No se si habían sido las
drogas, o qué, pero me sentía bastante apaciguado. Charlé un buen rato con
Ramón, sobre sus años de juventud, y también sobre política social. El hombre
tenía muchísima lucidez en todo lo que decía. No parecía haber
sufrido un ACV, exceptuando por las incontables veces que se había olvidado el
nombre de las enfermeras.
Antes del mediodía, se
presentó una médica nefróloga en la habitación.
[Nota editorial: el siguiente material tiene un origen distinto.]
//! Mock query client for testing.
//!
//! Replays scripted responses in order and records every call it receives.

use super::{ClientError, QueryArgs, QueryClient};
use crate::query::QueryMethod;
use std::collections::VecDeque;
use std::sync::{Mutex, MutexGuard, PoisonError};

/// A call seen by [`MockQueryClient`].
#[derive(Debug, Clone, PartialEq)]
pub struct RecordedCall {
    /// Which call shape was used.
    pub method: QueryMethod,
    /// The query text.
    pub query: String,
    /// The arguments passed along (always empty for `Execute`).
    pub args: QueryArgs,
}

/// A mock client that returns scripted results.
///
/// When the script runs out, each shape falls back to an "empty database"
/// answer: `[]`, `null`, [`ClientError::NoData`] and success respectively.
#[derive(Debug, Default)]
pub struct MockQueryClient {
    responses: Mutex<VecDeque<Result<String, ClientError>>>,
    calls: Mutex<Vec<RecordedCall>>,
    closed: bool,
}

impl MockQueryClient {
    /// Creates a mock with an empty script.
    pub fn new() -> Self {
        Self::default()
    }

    /// Creates a mock whose handle reports itself as closed.
    pub fn closed() -> Self {
        Self {
            closed: true,
            ..Self::default()
        }
    }

    /// Queues a successful payload for the next call.
    pub fn push_response(&self, payload: impl Into<String>) -> &Self {
        lock(&self.responses).push_back(Ok(payload.into()));
        self
    }

    /// Queues an error for the next call.
    pub fn push_error(&self, error: ClientError) -> &Self {
        lock(&self.responses).push_back(Err(error));
        self
    }

    /// All calls seen so far, in order.
    pub fn calls(&self) -> Vec<RecordedCall> {
        lock(&self.calls).clone()
    }

    /// Number of calls seen so far.
    pub fn call_count(&self) -> usize {
        lock(&self.calls).len()
    }

    fn respond(
        &self,
        method: QueryMethod,
        query: &str,
        args: &QueryArgs,
    ) -> Result<String, ClientError> {
        lock(&self.calls).push(RecordedCall {
            method,
            query: query.to_string(),
            args: args.clone(),
        });

        if let Some(scripted) = lock(&self.responses).pop_front() {
            return scripted;
        }

        match method {
            QueryMethod::Multiple => Ok("[]".to_string()),
            QueryMethod::Single => Ok("null".to_string()),
            QueryMethod::SingleRequired => Err(ClientError::NoData),
            QueryMethod::Execute => Ok(String::new()),
        }
    }
}

impl QueryClient for MockQueryClient {
    fn query_json(&self, query: &str, args: &QueryArgs) -> Result<String, ClientError> {
        self.respond(QueryMethod::Multiple, query, args)
    }

    fn query_single_json(&self, query: &str, args: &QueryArgs) -> Result<String, ClientError> {
        self.respond(QueryMethod::Single, query, args)
    }

    fn query_required_single_json(
        &self,
        query: &str,
        args: &QueryArgs,
    ) -> Result<String, ClientError> {
        self.respond(QueryMethod::SingleRequired, query, args)
    }

    fn execute(&self, query: &str) -> Result<(), ClientError> {
        self.respond(QueryMethod::Execute, query, &QueryArgs::new())
            .map(|_| ())
    }

    fn is_closed(&self) -> bool {
        self.closed
    }
}

// A panicking test thread must not hide the calls recorded before it.
fn lock<T>(mutex: &Mutex<T>) -> MutexGuard<'_, T> {
    mutex.lock().unwrap_or_else(PoisonError::into_inner)
}
//! Model types and lazily loaded references.
//!
//! A [`Lazy<T>`] deserializes from a bare `{"id": ...}` link and fetches the
//! full object the first time it is asked for.

use serde::de::DeserializeOwned;
use serde::{Deserialize, Serialize};
use std::cell::OnceCell;
use std::fmt;
use uuid::Uuid;

use crate::client::{QueryArgs, QueryClient};
use crate::error::{QueryError, Result};
use crate::query::{QueryExecutor, QueryMethod};

/// A type that can be loaded by id.
pub trait Model: DeserializeOwned {
    /// Query returning exactly one object, with the id bound as `$1`.
    ///
    /// The id is sent as text, so Postgres queries should cast it
    /// (`WHERE id = $1::uuid`).
    const BY_ID_QUERY: &'static str;
}

/// A reference to a model that is only fetched on first access.
#[derive(Serialize, Deserialize)]
#[serde(bound(serialize = "", deserialize = ""))]
pub struct Lazy<T> {
    id: Uuid,
    #[serde(skip)]
    loaded: OnceCell<T>,
}

impl<T> Lazy<T> {
    /// Creates an unloaded reference.
    pub fn new(id: Uuid) -> Self {
        Self {
            id,
            loaded: OnceCell::new(),
        }
    }

    /// The id of the referenced object.
    pub fn id(&self) -> Uuid {
        self.id
    }

    /// Returns true once the object has been fetched.
    pub fn is_loaded(&self) -> bool {
        self.loaded.get().is_some()
    }

    /// The loaded object, if it has been fetched.
    pub fn loaded(&self) -> Option<&T> {
        self.loaded.get()
    }
}

impl<T: Model> Lazy<T> {
    /// Returns the referenced object, loading it through `client` on first use.
    pub fn get<C: QueryClient + ?Sized>(&self, client: &C) -> Result<&T> {
        if let Some(value) = self.loaded.get() {
            return Ok(value);
        }

        let value = QueryExecutor::new(client, QueryMethod::SingleRequired)?
            .execute(T::BY_ID_QUERY, &QueryArgs::new().arg(self.id.to_string()))?
            .parse::<T>()?
            .ok_or(QueryError::EmptyResult)?;

        Ok(self.loaded.get_or_init(|| value))
    }
}

impl<T: fmt::Debug> fmt::Debug for Lazy<T> {
    fn fmt(&self, f: &mut fmt::Formatter<'_>) -> fmt::Result {
        f.debug_struct("Lazy")
            .field("id", &self.id)
            .field("loaded", &self.loaded.get())
            .finish()
    }
}

impl<T> Clone for Lazy<T> {
    /// Clones the reference only; the clone loads on its own.
    fn clone(&self) -> Self {
        Self::new(self.id)
    }
}

impl<T> PartialEq for Lazy<T> {
    fn eq(&self, other: &Self) -> bool {
        self.id == other.id
    }
}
Me explicó un poco cómo era el
tema de los riñones, y que cosas me eran convenientes comer, y cuales no podría
comer nunca más. "Hasta un máximo de cien gramos de carne por día, ya sean
pollo, pescado o carne roja".
Mis ojos se abrieron más
de lo normal. Cien gramos no era, prácticamente, nada. "...del tamaño
de una hamburguesa de Mac Donalds, de las pequeñas", dijo la médica. Una
de esas, para el desayuno, ya me sabía a poco. ¿Y las otras tres comidas?
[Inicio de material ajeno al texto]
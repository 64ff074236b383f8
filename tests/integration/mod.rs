//! Integration tests for typed-query.

pub mod executor_test;
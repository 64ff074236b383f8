//! Database client abstraction for typed-query.
//!
//! The executor only needs four call shapes from a client, each returning the
//! result as JSON text. Any backend that can produce that implements
//! [`QueryClient`].

mod mock;
mod postgres;

pub use mock::{MockQueryClient, RecordedCall};
pub use postgres::PostgresClient;

pub use crate::error::ClientError;

use serde::{Deserialize, Serialize};
use serde_json::Value;
use std::collections::BTreeMap;

/// Trait defining the call shapes a database client must offer.
///
/// Every call blocks until the database answers. A dropped connection must be
/// reported as [`ClientError::ConnectionFailed`] so callers can retry it.
pub trait QueryClient: Send + Sync {
    /// Runs a query and returns every matching row as a JSON array.
    fn query_json(&self, query: &str, args: &QueryArgs) -> Result<String, ClientError>;

    /// Runs a query expected to match at most one row.
    ///
    /// Returns the row as a JSON object, or the text `null` when nothing matched.
    fn query_single_json(&self, query: &str, args: &QueryArgs) -> Result<String, ClientError>;

    /// Runs a query expected to match exactly one row.
    ///
    /// Zero rows is [`ClientError::NoData`].
    fn query_required_single_json(
        &self,
        query: &str,
        args: &QueryArgs,
    ) -> Result<String, ClientError>;

    /// Executes a statement for its side effects only.
    fn execute(&self, query: &str) -> Result<(), ClientError>;

    /// Returns true once the handle can no longer serve queries.
    fn is_closed(&self) -> bool {
        false
    }
}

/// Positional and named query parameters.
#[derive(Debug, Clone, Default, PartialEq, Serialize, Deserialize)]
pub struct QueryArgs {
    /// Arguments bound by position (`$1`, `$2`, ...).
    #[serde(default)]
    pub positional: Vec<Value>,

    /// Arguments bound by name.
    #[serde(default)]
    pub named: BTreeMap<String, Value>,
}

impl QueryArgs {
    /// Creates an empty argument list.
    pub fn new() -> Self {
        Self::default()
    }

    /// Creates an argument list from positional values.
    pub fn positional<I, V>(values: I) -> Self
    where
        I: IntoIterator<Item = V>,
        V: Into<Value>,
    {
        Self {
            positional: values.into_iter().map(Into::into).collect(),
            named: BTreeMap::new(),
        }
    }

    /// Appends a positional argument.
    pub fn arg(mut self, value: impl Into<Value>) -> Self {
        self.positional.push(value.into());
        self
    }

    /// Sets a named argument, replacing any previous value under that name.
    pub fn named(mut self, name: impl Into<String>, value: impl Into<Value>) -> Self {
        self.named.insert(name.into(), value.into());
        self
    }

    /// Returns true if no arguments are set.
    pub fn is_empty(&self) -> bool {
        self.positional.is_empty() && self.named.is_empty()
    }
}
// SPDX-License-Identifier: Apache-2.0 OR MIT
// Copyright (c) 2025-2026 naskel.com

//! Producer and consumer glue.
//!
//! # Producer (one per module)
//!
//! ```text
//! PacketReceiver --batch--> FrameReassembler --frame--> ModuleWriter
//!                                                       |- RingStore.write_split(image_id, meta, tile)
//!                                                       '- Notifier.send(image_id)
//! ```
//!
//! # Consumer (one per detector)
//!
//! ```text
//! NotifySubscriber (per module) --id--> ImageAssembler
//!     |- ImageSynchronizer.process_arrival(image_id, module)
//!     |- accepted arrivals: copy module slot into the image slot at the module's rank
//!     '- pop_next_complete() --> image Notifier.send(image_id)
//! ```
//!
//! The image store slot holds `n_modules` frame metadata records followed by
//! `n_modules` tiles, both in module rank order.

use crate::config::{image_store_name, module_store_name, notify_name, BufferSizing, DetectorConfig, STATS_TIME};
use crate::error::Result;
use crate::frame::{FrameMeta, FrameReassembler, FrameSink, FrameView, FRAME_META_BYTES};
use crate::notify::{NotifySubscriber, Notifier};
use crate::recv::{NetError, PacketReceiver, ReceiverConfig};
use crate::stats::PeriodicReporter;
use crate::store::RingStore;
use crate::sync::{ArrivalOutcome, ImageSynchronizer, ModuleMask};
use crate::{ImageId, ModuleId};
use std::sync::atomic::{AtomicBool, Ordering};
use std::time::Duration;

/// Upper bound on one idle wait of the assembler loop.
const ASSEMBLER_IDLE_WAIT: Duration = Duration::from_millis(5);

// =======================================================================
// Producer side
// =======================================================================

/// Frame sink that stores frames in the module's ring store and announces them.
pub struct ModuleWriter {
    store: RingStore,
    notifier: Notifier,
}

impl ModuleWriter {
    /// Create the store `store_name` (meta + `frame_bytes` per slot) and its notifier.
    pub fn create(store_name: &str, frame_bytes: usize, sizing: &BufferSizing) -> Result<Self> {
        let store = RingStore::create_split(store_name, FRAME_META_BYTES, frame_bytes, sizing.n_slots)?;
        let notifier = Notifier::create(&notify_name(store_name), sizing.notify_slots)?;
        Ok(Self { store, notifier })
    }

    /// Writer for one module of a configured detector.
    pub fn for_module(config: &DetectorConfig, module_id: ModuleId, sizing: &BufferSizing) -> Result<Self> {
        Self::create(
            &module_store_name(&config.detector_name, module_id),
            config.module_n_bytes(),
            sizing,
        )
    }

    #[must_use]
    pub fn store(&self) -> &RingStore {
        &self.store
    }

    /// Frames announced so far.
    #[must_use]
    pub fn sent(&self) -> u64 {
        self.notifier.sent()
    }

    /// Unmap and unlink the store and its notifier.
    pub fn destroy(self) -> Result<()> {
        self.notifier.destroy()?;
        self.store.destroy()?;
        Ok(())
    }
}

impl FrameSink for ModuleWriter {
    fn emit(&mut self, frame: FrameView<'_>) {
        let id = frame.meta.image_id;
        match self.store.write_split(id, &frame.meta.encode(), frame.data) {
            Ok(()) => self.notifier.send(id),
            Err(e) => log::error!(
                "[STORE] module {} frame for image {} not stored: {}",
                frame.meta.module_id,
                id,
                e
            ),
        }
    }
}

/// One module's producer loop: receive, reassemble, store, notify.
pub struct ModuleStream {
    receiver: PacketReceiver,
    reassembler: FrameReassembler,
    writer: ModuleWriter,
    reporter: PeriodicReporter,
}

impl ModuleStream {
    #[must_use]
    pub fn new(receiver: PacketReceiver, reassembler: FrameReassembler, writer: ModuleWriter) -> Self {
        Self {
            receiver,
            reassembler,
            writer,
            reporter: PeriodicReporter::new(STATS_TIME),
        }
    }

    /// Bind the module's port and create its store.
    pub fn from_config(config: &DetectorConfig, module_id: ModuleId, sizing: &BufferSizing) -> Result<Self> {
        config.validate()?;
        let layout = config.packet_layout();
        let receiver = PacketReceiver::bind(config.udp_port(module_id), &ReceiverConfig::for_layout(&layout))?;
        let reassembler = FrameReassembler::new(layout, module_id).with_bit_depth(config.bit_depth);
        let writer = ModuleWriter::for_module(config, module_id, sizing)?;

        log::info!(
            "[UDP] module {} of {} listening on port {}",
            module_id,
            config.detector_name,
            config.udp_port(module_id)
        );

        Ok(Self::new(receiver, reassembler, writer).with_reporter(
            PeriodicReporter::new(STATS_TIME)
                .with_tag("detector_name", &config.detector_name)
                .with_tag("module_id", module_id),
        ))
    }

    #[must_use]
    pub fn with_reporter(mut self, reporter: PeriodicReporter) -> Self {
        self.reporter = reporter;
        self
    }

    #[must_use]
    pub fn reassembler(&self) -> &FrameReassembler {
        &self.reassembler
    }

    #[must_use]
    pub fn writer(&self) -> &ModuleWriter {
        &self.writer
    }

    #[must_use]
    pub fn receiver(&self) -> &PacketReceiver {
        &self.receiver
    }

    /// One receive call plus reassembly. Returns the number of datagrams handled.
    pub fn poll(&mut self) -> std::result::Result<usize, NetError> {
        let batch = self.receiver.receive_many()?;
        let n = batch.len();
        self.reassembler.process_batch(batch.iter(), &mut self.writer);
        self.reporter.maybe_report(&**self.reassembler.stats());
        Ok(n)
    }

    /// Poll until `running` is cleared, then emit any partial frame.
    pub fn run(&mut self, running: &AtomicBool) -> Result<()> {
        while running.load(Ordering::Relaxed) {
            self.poll()?;
        }
        self.reassembler.flush(&mut self.writer);
        self.reporter.report_now(&**self.reassembler.stats());
        Ok(())
    }

    /// Close the socket and remove the module store.
    pub fn shutdown(self) -> Result<()> {
        self.receiver.disconnect();
        self.writer.destroy()
    }
}

// =======================================================================
// Consumer side
// =======================================================================

struct ModuleInput {
    module_id: ModuleId,
    rank: usize,
    store: RingStore,
    subscriber: NotifySubscriber,
}

/// Assembles module tiles into image slots and publishes complete images.
pub struct ImageAssembler {
    inputs: Vec<ModuleInput>,
    tile_bytes: usize,
    image_store: RingStore,
    image_notifier: Notifier,
    sync: ImageSynchronizer,
    reporter: PeriodicReporter,
    overwritten: u64,
}

impl ImageAssembler {
    /// Attach to every module store of `config` and create the image store.
    ///
    /// # Errors
    ///
    /// Returns `StoreError::NotFound` while a module producer has not created
    /// its store yet; callers retry.
    pub fn attach(config: &DetectorConfig, sizing: &BufferSizing) -> Result<Self> {
        config.validate()?;
        let mask = config.module_mask();
        let n_modules = mask.count();
        let tile_bytes = config.module_n_bytes();

        let inputs = mask
            .iter()
            .enumerate()
            .map(|(rank, module_id)| {
                let name = module_store_name(&config.detector_name, module_id);
                let store = RingStore::open(&name, FRAME_META_BYTES, tile_bytes, sizing.n_slots)?;
                let subscriber = NotifySubscriber::attach(&notify_name(&name), sizing.notify_slots)?;
                Ok(ModuleInput {
                    module_id,
                    rank,
                    store,
                    subscriber,
                })
            })
            .collect::<Result<Vec<_>>>()?;

        let image_name = image_store_name(&config.detector_name);
        let image_store = RingStore::create_split(
            &image_name,
            n_modules * FRAME_META_BYTES,
            n_modules * tile_bytes,
            sizing.n_slots,
        )?;
        let image_notifier = Notifier::create(&notify_name(&image_name), sizing.notify_slots)?;

        log::info!(
            "[SYNC] assembling {} modules of {} into {}",
            n_modules,
            config.detector_name,
            image_name
        );

        Ok(Self {
            inputs,
            tile_bytes,
            image_store,
            image_notifier,
            sync: ImageSynchronizer::new(mask, sizing.max_in_flight),
            reporter: PeriodicReporter::new(STATS_TIME).with_tag("detector_name", &config.detector_name),
            overwritten: 0,
        })
    }

    #[must_use]
    pub fn with_reporter(mut self, reporter: PeriodicReporter) -> Self {
        self.reporter = reporter;
        self
    }

    #[must_use]
    pub fn expected(&self) -> ModuleMask {
        self.sync.expected()
    }

    #[must_use]
    pub fn synchronizer(&self) -> &ImageSynchronizer {
        &self.sync
    }

    #[must_use]
    pub fn image_store(&self) -> &RingStore {
        &self.image_store
    }

    /// Module notifications whose slot was already reused when read.
    #[must_use]
    pub fn overwritten(&self) -> u64 {
        self.overwritten
    }

    /// Handle every pending module notification and publish completed images.
    /// Returns the number of module frames handled.
    pub fn poll(&mut self) -> usize {
        let mut handled = 0;
        for input in &mut self.inputs {
            while let Some(id) = input.subscriber.try_recv() {
                handled += 1;
                if !accept_arrival(input, &mut self.image_store, &mut self.sync, self.tile_bytes, id) {
                    self.overwritten += 1;
                }
            }
        }
        while let Some(id) = self.sync.pop_next_complete() {
            self.image_notifier.send(id);
        }
        self.reporter.maybe_report(&**self.sync.stats());
        handled
    }

    /// Poll until `running` is cleared. Waits on the first module's notifier
    /// when idle.
    pub fn run(&mut self, running: &AtomicBool) {
        while running.load(Ordering::Relaxed) {
            if self.poll() > 0 {
                continue;
            }
            let Some(first) = self.inputs.first_mut() else {
                break;
            };
            if let Some(id) = first.subscriber.recv_timeout(ASSEMBLER_IDLE_WAIT) {
                if !accept_arrival(first, &mut self.image_store, &mut self.sync, self.tile_bytes, id) {
                    self.overwritten += 1;
                }
            }
        }
        self.reporter.report_now(&**self.sync.stats());
    }

    /// Remove the image store and its notifier.
    pub fn destroy(self) -> Result<()> {
        self.image_notifier.destroy()?;
        self.image_store.destroy()?;
        Ok(())
    }
}

/// Record one module arrival and copy its tile into the image slot.
///
/// Rejected arrivals (late duplicates of a published image, unexpected
/// modules) leave the image slot untouched. Returns false if the module slot
/// already holds a newer image.
fn accept_arrival(
    input: &ModuleInput,
    image_store: &mut RingStore,
    sync: &mut ImageSynchronizer,
    tile_bytes: usize,
    id: ImageId,
) -> bool {
    let src = input.store.slot(id);
    match FrameMeta::decode(src.meta()) {
        Some(meta) if meta.image_id == id => {}
        other => {
            log::warn!(
                "[SYNC] module {} slot for image {} overwritten (now {:?})",
                input.module_id,
                id,
                other.map(|m| m.image_id)
            );
            return false;
        }
    }

    let outcome = sync.process_arrival(id, input.module_id);
    log_outcome(outcome, id, input.module_id);
    if matches!(outcome, ArrivalOutcome::DuplicateDropped | ArrivalOutcome::UnexpectedModule) {
        return true;
    }

    let mut dst = image_store.slot_mut(id);
    let (meta_dst, data_dst) = dst.split();
    let meta_at = input.rank * FRAME_META_BYTES;
    meta_dst[meta_at..meta_at + FRAME_META_BYTES].copy_from_slice(&src.meta()[..FRAME_META_BYTES]);
    let tile_at = input.rank * tile_bytes;
    data_dst[tile_at..tile_at + tile_bytes].copy_from_slice(src.data());
    true
}

fn log_outcome(outcome: ArrivalOutcome, id: ImageId, module_id: ModuleId) {
    match outcome {
        ArrivalOutcome::Completed => log::trace!("[SYNC] image {} complete", id),
        ArrivalOutcome::EvictedOther(evicted) => {
            log::debug!("[SYNC] image {} evicted by arrival of {}/{}", evicted, id, module_id);
        }
        ArrivalOutcome::Pending | ArrivalOutcome::DuplicateDropped | ArrivalOutcome::UnexpectedModule => {}
    }
}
¿Nada?... Arroz, sin sal. Por favor, que alguien que me mate -pensé-.
Iba a tener que hacerme
amigo de las frutas y las verduras; de las pastas, y de los condimentos. Nada
de Alcohol, nada de embutidos. ¿Qué se supone que que hacer en las eventuales
reuniones con alguno de mis amigos? "No chicos, cerveza no puedo... No,
aceitunas tampoco, me estoy cuidando". Que triste que sonaba todo aquello.
Cerca de la una y media,
se fue la odiosa nefróloga, con sus prohibiciones y sus practiquísimos consejos
culinarios. Y minutos después llegó el, siempre tan ansiado, almuerzo.
Arnaldo ya estaba allí
alimentando a su padre, y por suerte me había traído la gaseosa que le encargue
la noche anterior. Hoy nos trajeron otra vez pollo, con puré de calabaza. Y lo
comí con la mano, para dejar los huesos bien pelados, imaginándome que la
nefróloga me observaba mientras destrozaba el cuarto de pollo con mis dientes,
manchando todo mi semblante con la grasienta piel aceitada y condimentada.
"¿Cuánto dijo doc?
¿Cien gramos?... Creo que ya me estoy por pasar". Me reí, en voz alta, de
mi propia imaginación, mientras el pollo desaparecía entre mis dedos. Antes de
terminar el almuerzo, me había tomado ya el litro y medio de Pritty de limón. Y
estaba listo para una buena siesta.
Al poco rato entró Hada,
la enfermera de la mañana, quién me recargó el nebulizador, y se llevó las
bandejas de comida. Intenté mantenerme despierto para charlar con Arnaldo, pero
me resultó imposible. Mis párpados cayeron, y volví a soñar con el avión que
siempre estaba a punto de aterrizar.
Hora y media más tarde
abrí el ojos, y todavía estaba allí Arnaldo. "Ya terminé con el papeleo
-me dijo-; solo resta esperar a la ambulancia de PAMI, para que nos lleve a
casa". Por suerte Ramón podría estar tranquilo en su casa, y realizar allí
todos los ejercicios kinesiológicos, que le habían dado los médicos para
recuperar su atrofiado lado derecho del cuerpo.
Arnaldo me dijo con
ímpetu, como demostrando un enojo que tuvo pero que se estaba apaciguando
ahora: "No tiene sentido que siga acá postrado en la cama, estos
ejercicios los tiene que hacer cada una o dos horas, y no una vez al día. La
internación está siendo contraproducente para su estado de salud. Aparte... se
puede contagiar cualquier cosa estando acá. Y el viejo tiene más de ochenta,
¿viste?".
Tenía absoluta razón en
todo lo que me había dicho. Yo habría hecho un quilombo mayor
si hubiese estado mi padre, en el lugar de Ramón Arévalo.
Mientras esperamos, nos
quedamos hablando de negocios, por así decirlo. Todavía no había ningún tipo de
interés económico en el medio. Pero de alguna manera, Arnaldo y yo, habíamos
constituido una suerte de sociedad de responsabilidad limitada. Él me iría pidiendo
cuentos, y yo en la medida de lo posible, se los haría llegar.